Any of the nineteen navd<N> commands rotates the stack so that the directory that becomes current dir also now displays at the front of the stack. Positive <N> values find a dir counting from the left, with indexing starting at zero. Negative <N> values find a dir counting from the RIGHT, with indexing starting at -1. (This follows the convention of how array-indexes can be used in Java and other languages.)

Note: Any "navd" command displays the same stack that "pushd" and "dirs" uses -- but displays it WITHOUT the left-most entry that "dirs" would display (since that's not really on the stack -- it's the current directory and with "dirs" that left-most entry changes if a cd command is entered). (The "cd <path>" command does not affect any behavior of navd though it certainly does affect the behavior of pushd/dirs/popd. Also ... I love "cd -" to go "back" once, and "cd -" does not affect the behavior of navd either.)

Bonus: There can be 19 more aliases which do NOT rotate the stack, but merely change dir to the place indicated on the stack.

 nav0 ... nav9   and   nav-1  ... nav-9

2nd Bonus: "navh" shows navd <path> commands from history, for easily loading up the stack with cut-n-paste. (Each is listed only once even if it is in history multiple times, and the list is sorted.)


Three key behaviors:

  1. If you clear the stack and repeat a specific "navd <path>" command, that path will go on the stack.
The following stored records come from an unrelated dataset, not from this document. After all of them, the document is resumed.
//! Citation tokens found in reply bodies.
//!
//! Forum users cite earlier replies in three ways:
//!
//! - `#N` quotes a floor number
//! - `@handle` mentions a participant
//! - `r_<id>` (usually inside a permalink) names a reply id directly
//!
//! Link-derived values from [`Markup`](super::types::Markup) take precedence
//! over tokens scraped from the plain text.

use std::sync::OnceLock;

use regex::Regex;

use super::types::Reply;

static MENTION_REGEX: OnceLock<Regex> = OnceLock::new();
static LEADING_MENTION_REGEX: OnceLock<Regex> = OnceLock::new();
static FLOOR_REGEX: OnceLock<Regex> = OnceLock::new();
static ANCHOR_REGEX: OnceLock<Regex> = OnceLock::new();

/// Highest floor number taken from a `#N` token.
const MAX_FLOOR: u32 = 999_999;

/// `@handle` at the start of the text or after a character that cannot be
/// part of an address, so `joe@example.com` is not a mention.
fn mention_regex() -> &'static Regex {
    MENTION_REGEX.get_or_init(|| {
        Regex::new(r"(?:^|[^A-Za-z0-9_.@])@([A-Za-z0-9_]{1,20})")
            .expect("Invalid mention regex")
    })
}

/// Leading whitespace, punctuation and quote markers, then a mention.
fn leading_mention_regex() -> &'static Regex {
    LEADING_MENTION_REGEX.get_or_init(|| {
        Regex::new(r#"^[\s>\-–—：:，,。.!?（）()【】\[\]"'“”‘’「」『』]*@([A-Za-z0-9_]{1,20})"#)
            .expect("Invalid leading mention regex")
    })
}

fn floor_regex() -> &'static Regex {
    FLOOR_REGEX.get_or_init(|| Regex::new(r"#(\d+)").expect("Invalid floor regex"))
}

fn anchor_regex() -> &'static Regex {
    ANCHOR_REGEX.get_or_init(|| Regex::new(r"\br_(\d{3,})\b").expect("Invalid anchor regex"))
}

/// All mentioned handles, in body order.
///
/// Uses the markup's mention links when there are any, falling back to
/// `@handle` tokens in the text.
///
/// # Example
///
/// ```
/// use floortree::threading::{mentions, Reply};
///
/// let reply = Reply::new("9", 9, "carol", "@alice @bob agreed");
/// assert_eq!(mentions(&reply), vec!["alice", "bob"]);
/// ```
pub fn mentions(reply: &Reply) -> Vec<String> {
    if !reply.markup.mentions.is_empty() {
        return reply.markup.mentions.clone();
    }
    mention_regex()
        .captures_iter(&reply.text)
        .map(|caps| caps[1].to_string())
        .collect()
}

/// Handle of the mention the reply opens with, if any.
///
/// Reply buttons prefill `@author `, so a body that starts with a mention
/// is the strongest positional signal of intent.
///
/// # Example
///
/// ```
/// use floortree::threading::{leading_mention, Reply};
///
/// let reply = Reply::new("2", 2, "bob", "> @alice: right");
/// assert_eq!(leading_mention(&reply).as_deref(), Some("alice"));
///
/// let reply = Reply::new("3", 3, "bob", "thanks @alice");
/// assert_eq!(leading_mention(&reply), None);
/// ```
pub fn leading_mention(reply: &Reply) -> Option<String> {
    leading_mention_regex()
        .captures(&reply.text)
        .map(|caps| caps[1].to_string())
        .or_else(|| reply.markup.leading_mention.clone())
}

/// Mentioned handles other than the leading one.
pub fn trailing_mentions(reply: &Reply) -> Vec<String> {
    let leading = leading_mention(reply).map(|handle| handle.to_lowercase());
    mentions(reply)
        .into_iter()
        .filter(|handle| leading.as_deref() != Some(handle.to_lowercase().as_str()))
        .collect()
}

/// All quoted floor numbers, in text order.
///
/// # Example
///
/// ```
/// use floortree::threading::floor_refs;
///
/// assert_eq!(floor_refs("#3 and #12 are both wrong"), vec![3, 12]);
/// assert!(floor_refs("no citations").is_empty());
/// ```
pub fn floor_refs(text: &str) -> Vec<u32> {
    floor_regex()
        .captures_iter(text)
        .filter_map(|caps| caps[1].parse::<u32>().ok())
        .filter(|floor| *floor <= MAX_FLOOR)
        .collect()
}

/// Reply ids targeted by permalink anchors, links first, then text tokens.
pub fn anchor_refs(reply: &Reply) -> Vec<String> {
    let mut anchors = reply.markup.anchors.clone();
    anchors.extend(
        anchor_regex()
            .captures_iter(&reply.text)
            .map(|caps| caps[1].to_string()),
    );
    anchors
}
That's what I want and expect ... but pushd doesn't do that -- it puts the current dir you are navigating AWAY FROM on the stack -- so the effect on the stack is variable (feels unpredictable) when you repeat the command.

  2. "navd <path>" will not put the same path on the stack twice.
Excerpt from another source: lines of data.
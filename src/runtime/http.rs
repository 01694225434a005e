//! HTTP page source.

use async_trait::async_trait;
use reqwest::header::CONTENT_TYPE;

use crate::config::ThreadConfig;
use crate::error::{Error, Result};
use crate::extract::PageDocument;
use crate::fetch::{page_from_url, PageSource, Url};
use crate::threading::ThreadId;

/// Fetches pages from `<base_url>/<thread>?<param>=<page>`.
///
/// # Example
///
/// ```no_run
/// use floortree::runtime::HttpPageSource;
/// use floortree::fetch::PageSource;
///
/// # #[tokio::main]
/// # async fn main() -> Result<(), Box<dyn std::error::Error>> {
/// let source = HttpPageSource::new("https://forum.example.com/t")?;
/// let (thread, page) = source.locate("https://forum.example.com/t/12345?p=2")?;
/// let document = source.fetch_page(&thread, page).await?;
/// println!("{} bytes", document.body.len());
/// # Ok(())
/// # }
/// ```
#[derive(Debug, Clone)]
pub struct HttpPageSource {
    client: reqwest::Client,
    base_url: Url,
    page_param: String,
}

impl HttpPageSource {
    /// Create a source for threads under `base_url`.
    pub fn new(base_url: &str) -> Result<Self> {
        Self::from_config(base_url, &ThreadConfig::default())
    }

    /// Create a source using the page parameter from `config`.
    pub fn from_config(base_url: &str, config: &ThreadConfig) -> Result<Self> {
        let client = reqwest::Client::builder()
            .gzip(true)
            .user_agent(concat!("floortree/", env!("CARGO_PKG_VERSION")))
            .build()
            .map_err(|e| Error::InvalidConfig(format!("failed to build HTTP client: {e}")))?;
        Self::with_client(client, base_url, &config.page_query_param)
    }

    /// Create a source around an existing client.
    pub fn with_client(client: reqwest::Client, base_url: &str, page_param: &str) -> Result<Self> {
        let mut base_url = Url::parse(base_url)
            .map_err(|e| Error::InvalidConfig(format!("invalid base URL {base_url:?}: {e}")))?;
        if base_url.cannot_be_a_base() {
            return Err(Error::InvalidConfig(format!(
                "base URL {base_url} cannot hold a thread path"
            )));
        }
        base_url.set_query(None);
        base_url.set_fragment(None);

        Ok(Self {
            client,
            base_url,
            page_param: page_param.to_string(),
        })
    }

    /// URL of `page` of `thread`. The thread id is percent-encoded as one
    /// path segment.
    pub fn page_url(&self, thread: &ThreadId, page: u32) -> Url {
        let mut url = self.base_url.clone();
        if let Ok(mut segments) = url.path_segments_mut() {
            segments.pop_if_empty().push(thread.as_str());
        }
        url.query_pairs_mut()
            .append_pair(&self.page_param, &page.to_string());
        url
    }

    /// Thread id and page number named by a thread page URL.
    ///
    /// `url` may be relative to the base URL. The thread id is the last
    /// path segment, as it appears in the URL.
    pub fn locate(&self, url: &str) -> Result<(ThreadId, u32)> {
        let parsed = self
            .base_url
            .join(url)
            .map_err(|e| Error::InvalidConfig(format!("invalid thread URL {url:?}: {e}")))?;
        let thread = parsed
            .path_segments()
            .and_then(|segments| segments.filter(|s| !s.is_empty()).last())
            .ok_or_else(|| Error::InvalidConfig(format!("no thread id in {url:?}")))?;

        Ok((
            ThreadId::new(thread),
            page_from_url(&parsed, &self.page_param),
        ))
    }
}

#[async_trait]
impl PageSource for HttpPageSource {
    async fn fetch_page(&self, thread: &ThreadId, page: u32) -> Result<PageDocument> {
        let url = self.page_url(thread, page);
        log::debug!("GET {url}");

        let response = self.client.get(url).send().await.map_err(|e| Error::Fetch {
            page,
            reason: e.to_string(),
        })?;

        let status = response.status();
        if !status.is_success() {
            return Err(Error::Http {
                page,
                status: status.as_u16(),
            });
        }

        let charset = response
            .headers()
            .get(CONTENT_TYPE)
            .and_then(|value| value.to_str().ok())
            .and_then(charset_from_content_type);

        let body = response.bytes().await.map_err(|e| Error::Fetch {
            page,
            reason: e.to_string(),
        })?;

        let document = PageDocument::new(page, body);
        Ok(match charset {
            Some(charset) => document.with_charset(charset),
            None => document,
        })
    }
}

/// `charset` parameter of a `Content-Type` header value.
fn charset_from_content_type(content_type: &str) -> Option<String> {
    content_type
        .split(';')
        .skip(1)
        .filter_map(|param| param.split_once('='))
        .find(|(key, _)| key.trim().eq_ignore_ascii_case("charset"))
        .map(|(_, value)| value.trim().trim_matches('"').to_string())
        .filter(|charset| !charset.is_empty())
}

#[cfg(test)]
mod tests {
    use super::*;

    #[test]
    fn test_page_url() {
        let source = HttpPageSource::new("https://forum.example.com/t/").unwrap();
        assert_eq!(
            source.page_url(&ThreadId::from("42"), 3).as_str(),
            "https://forum.example.com/t/42?p=3"
        );

        let config = ThreadConfig {
            page_query_param: "page".to_string(),
            ..ThreadConfig::default()
        };
        let source = HttpPageSource::from_config("https://x.test/thread?old=1", &config).unwrap();
        assert_eq!(
            source.page_url(&ThreadId::from("7"), 1).as_str(),
            "https://x.test/thread/7?page=1"
        );
    }

    #[test]
    fn test_page_url_encodes_thread_id() {
        let source = HttpPageSource::new("https://x.test/t").unwrap();
        assert_eq!(
            source.page_url(&ThreadId::from("a b/c?d"), 2).as_str(),
            "https://x.test/t/a%20b%2Fc%3Fd?p=2"
        );
    }

    #[test]
    fn test_locate() {
        let source = HttpPageSource::new("https://x.test/t").unwrap();
        assert_eq!(
            source.locate("https://x.test/t/12345?p=4#r_9").unwrap(),
            (ThreadId::from("12345"), 4)
        );
        assert_eq!(
            source.locate("/t/678").unwrap(),
            (ThreadId::from("678"), 1)
        );
        assert_eq!(
            source.locate("/t/678/?p=x").unwrap(),
            (ThreadId::from("678"), 1)
        );
    }

    #[test]
    fn test_invalid_base_url() {
        assert!(matches!(
            HttpPageSource::new("not a url"),
            Err(Error::InvalidConfig(_))
        ));
        assert!(matches!(
            HttpPageSource::new("mailto:someone@example.com"),
            Err(Error::InvalidConfig(_))
        ));
    }

    #[test]
    fn test_charset_from_content_type() {
        assert_eq!(
            charset_from_content_type("text/html; charset=GBK").as_deref(),
            Some("GBK")
        );
        assert_eq!(
            charset_from_content_type(r#"text/html;Charset="utf-8""#).as_deref(),
            Some("utf-8")
        );
        assert_eq!(charset_from_content_type("text/html"), None);
        assert_eq!(charset_from_content_type("text/html; charset="), None);
    }
}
  3. "navd <path>" puts itself into command history with the absolute path even if the relative path was typed in for the command.

For me, the last three behaviors described make using a "navd <path>" command from history much more helpful than using a "pushd <path>" from history. I really can re-use history to go places. And when I do so I don't "spoil" my stack.
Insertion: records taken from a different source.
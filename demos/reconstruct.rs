//! Reconstruct a live thread and print its reply tree.
//!
//! ```text
//! RUST_LOG=floortree=debug cargo run --example reconstruct --features tokio-runtime -- \
//!     https://forum.example.com/t https://forum.example.com/t/12345?p=2
//! ```
//!
//! Watermarks are kept in `watermarks.json` in the working directory, so a
//! second run flags the replies posted in between.

use floortree::runtime::{HttpPageSource, JsonFileWatermarkStore};
use floortree::{ActiveView, ForumHtmlParser, PageSource, Reconstructor, ThreadConfig};

#[tokio::main]
async fn main() -> Result<(), Box<dyn std::error::Error>> {
    env_logger::init();

    let mut args = std::env::args().skip(1);
    let (Some(base_url), Some(thread_url)) = (args.next(), args.next()) else {
        eprintln!("usage: reconstruct <base-url> <thread-page-url>");
        std::process::exit(2);
    };
    let config = ThreadConfig::from_env();

    let source = HttpPageSource::from_config(&base_url, &config)?;
    let (thread, page) = source.locate(&thread_url)?;
    let local = source.fetch_page(&thread, page).await?;

    let engine = Reconstructor::with_config(
        source,
        ForumHtmlParser::new(),
        JsonFileWatermarkStore::new("watermarks.json"),
        config,
    )?
    .with_progress(|done, total| eprintln!("fetched {done}/{total} pages"));

    let view = ActiveView::showing(thread.clone());
    let Some(result) = engine.reconstruct(&view, &thread, &local).await else {
        return Ok(());
    };

    for (depth, node) in result.forest.flatten() {
        let marker = if node.unseen { "*" } else { " " };
        let first_line = node.reply.text.lines().next().unwrap_or_default();
        println!(
            "{marker}{}#{} {}: {first_line}",
            "  ".repeat(depth),
            node.floor(),
            node.reply.author
        );
    }

    if !result.report.is_complete() {
        eprintln!("pages not loaded: {:?}", result.report.failed_pages);
    }
    println!(
        "{} replies, {} new, watermark {:?}",
        result.forest.len(),
        result.forest.unseen_count(),
        result.watermark
    );
    Ok(())
}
If you can and want to wrap your brain around it, you can switch between using navd and pushd/dirs/popd. Both use the same stack; just with a different style. For example, use "popd" to remove things from the "navd" stack, or use "dirs -c" to clear the navd stack.

Think of pushd/dirs/popd as "how do I retrace my steps?". Think of navd as "how do I hold on to a set of favorite directories, and easily switch between them?".

Paste the following into a terminal window, and you can immediately start using navd for the duration of that terminal-session. This is all the code there is to this feature.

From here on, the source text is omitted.